(Materials provided Opens)

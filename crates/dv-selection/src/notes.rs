//! Timeline annotations
//!
//! Notes are either pinned to a single timestamp or cover a span of the
//! timeline. The selection manager only reads them, through [`NoteStore`].

use std::collections::HashMap;

use parking_lot::RwLock;
use serde::{Deserialize, Serialize};
use uuid::Uuid;

use crate::context::NoteStore;
use crate::time::Time;

/// Unique identifier for a note
pub type NoteId = String;

/// Where on the timeline a note sits
#[derive(Debug, Clone, PartialEq, Eq, Serialize, Deserialize)]
pub enum NoteType {
    /// Marks a single instant
    Default { timestamp: Time },
    /// Covers `[start, end]`
    Span { start: Time, end: Time },
}

/// Represents a note in the system
#[derive(Debug, Clone, PartialEq, Serialize, Deserialize)]
pub struct Note {
    pub id: NoteId,
    pub text: String,
    /// CSS-style color string
    pub color: String,
    pub note_type: NoteType,
}

/// Note manager handles storage and retrieval of notes
#[derive(Debug, Default, Serialize, Deserialize)]
pub struct NoteManager {
    notes: HashMap<NoteId, Note>,
}

impl NoteManager {
    /// Create a new note manager
    pub fn new() -> Self {
        Self::default()
    }

    /// Add a note, replacing any note with the same id
    pub fn add_note(&mut self, note: Note) -> NoteId {
        let id = note.id.clone();
        self.notes.insert(id.clone(), note);
        id
    }

    /// Create and add a new note with a fresh id
    pub fn create_note(&mut self, text: String, color: String, note_type: NoteType) -> NoteId {
        self.add_note(Note {
            id: Uuid::new_v4().to_string(),
            text,
            color,
            note_type,
        })
    }

    /// Update the text of an existing note
    pub fn update_note_text(&mut self, id: &str, text: String) -> Option<()> {
        let note = self.notes.get_mut(id)?;
        note.text = text;
        Some(())
    }

    /// Delete a note
    pub fn remove_note(&mut self, id: &str) -> Option<Note> {
        self.notes.remove(id)
    }

    /// Get a note by ID
    pub fn get_note(&self, id: &str) -> Option<&Note> {
        self.notes.get(id)
    }

    /// Get all notes
    pub fn all_notes(&self) -> impl Iterator<Item = &Note> {
        self.notes.values()
    }
}

impl NoteStore for RwLock<NoteManager> {
    fn get_note(&self, id: &str) -> Option<Note> {
        self.read().get_note(id).cloned()
    }
}

#[cfg(test)]
mod tests {
    use super::*;

    #[test]
    fn test_note_creation() {
        let mut manager = NoteManager::new();

        let id = manager.create_note(
            "Test note".to_string(),
            "#ff0000".to_string(),
            NoteType::Default { timestamp: 42 },
        );

        assert!(manager.get_note(&id).is_some());
        assert_eq!(manager.all_notes().count(), 1);
    }

    #[test]
    fn test_update_and_remove() {
        let mut manager = NoteManager::new();
        let id = manager.create_note(
            "before".to_string(),
            "#00ff00".to_string(),
            NoteType::Span { start: 1, end: 9 },
        );

        assert_eq!(manager.update_note_text(&id, "after".to_string()), Some(()));
        assert_eq!(manager.get_note(&id).map(|n| n.text.as_str()), Some("after"));
        assert!(manager.update_note_text("missing", String::new()).is_none());

        assert!(manager.remove_note(&id).is_some());
        assert!(manager.get_note(&id).is_none());
    }

    #[test]
    fn test_shared_store_lookup() {
        let store = RwLock::new(NoteManager::new());
        let id = store.write().create_note(
            "shared".to_string(),
            "#0000ff".to_string(),
            NoteType::Default { timestamp: 3 },
        );

        let note = NoteStore::get_note(&store, &id).unwrap();
        assert_eq!(note.note_type, NoteType::Default { timestamp: 3 });
        assert!(NoteStore::get_note(&store, "nope").is_none());
    }
}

(Materials provided Closes)

What you have to do
Each line of the listing is to be repeated exactly.

Answer space
filename crates/dv-selection/src/notes.rs
//! Timeline annotations
//!
//! Notes are either pinned to a single timestamp or cover a span of the
//! timeline. The selection manager only reads them, through [`NoteStore`].

use std::collections::HashMap;

use parking_lot::RwLock;
use serde::{Deserialize, Serialize};
use uuid::Uuid;

use crate::context::NoteStore;
use crate::time::Time;

/// Unique identifier for a note
pub type NoteId = String;

/// Where on the timeline a note sits
#[derive(Debug, Clone, PartialEq, Eq, Serialize, Deserialize)]
pub enum NoteType {
    /// Marks a single instant
    Default { timestamp: Time },
    /// Covers `[start, end]`
    Span { start: Time, end: Time },
}

/// Represents a note in the system
#[derive(Debug, Clone, PartialEq, Serialize, Deserialize)]
pub struct Note {
    pub id: NoteId,
    pub text: String,
    /// CSS-style color string
    pub color: String,
    pub note_type: NoteType,
}

/// Note manager handles storage and retrieval of notes
#[derive(Debug, Default, Serialize, Deserialize)]
pub struct NoteManager {
    notes: HashMap<NoteId, Note>,
}

impl NoteManager {
    /// Create a new note manager
    pub fn new() -> Self {
        Self::default()
    }

    /// Add a note, replacing any note with the same id
    pub fn add_note(&mut self, note: Note) -> NoteId {
        let id = note.id.clone();
        self.notes.insert(id.clone(), note);
        id
    }

    /// Create and add a new note with a fresh id
    pub fn create_note(&mut self, text: String, color: String, note_type: NoteType) -> NoteId {
        self.add_note(Note {
            id: Uuid::new_v4().to_string(),
            text,
            color,
            note_type,
        })
    }

    /// Update the text of an existing note
    pub fn update_note_text(&mut self, id: &str, text: String) -> Option<()> {
        let note = self.notes.get_mut(id)?;
        note.text = text;
        Some(())
    }

    /// Delete a note
    pub fn remove_note(&mut self, id: &str) -> Option<Note> {
        self.notes.remove(id)
    }

    /// Get a note by ID
    pub fn get_note(&self, id: &str) -> Option<&Note> {
        self.notes.get(id)
    }

    /// Get all notes
    pub fn all_notes(&self) -> impl Iterator<Item = &Note> {
        self.notes.values()
    }
}

impl NoteStore for RwLock<NoteManager> {
    fn get_note(&self, id: &str) -> Option<Note> {
        self.read().get_note(id).cloned()
    }
}

#[cfg(test)]
mod tests {
    use super::*;

    #[test]
    fn test_note_creation() {
        let mut manager = NoteManager::new();

        let id = manager.create_note(
            "Test note".to_string(),
            "#ff0000".to_string(),
            NoteType::Default { timestamp: 42 },
        );

        assert!(manager.get_note(&id).is_some());
        assert_eq!(manager.all_notes().count(), 1);
    }

    #[test]
    fn test_update_and_remove() {
        let mut manager = NoteManager::new();
        let id = manager.create_note(
            "before".to_string(),
            "#00ff00".to_string(),
            NoteType::Span { start: 1, end: 9 },
        );

        assert_eq!(manager.update_note_text(&id, "after".to_string()), Some(()));
        assert_eq!(manager.get_note(&id).map(|n| n.text.as_str()), Some("after"));
        assert!(manager.update_note_text("missing", String::new()).is_none());

        assert!(manager.remove_note(&id).is_some());
        assert!(manager.get_note(&id).is_none());
    }

    #[test]
    fn test_shared_store_lookup() {
        let store = RwLock::new(NoteManager::new());
        let id = store.write().create_note(
            "shared".to_string(),
            "#0000ff".to_string(),
            NoteType::Default { timestamp: 3 },
        );

        let note = NoteStore::get_note(&store, &id).unwrap();
        assert_eq!(note.note_type, NoteType::Default { timestamp: 3 });
        assert!(NoteStore::get_note(&store, "nope").is_none());
    }
}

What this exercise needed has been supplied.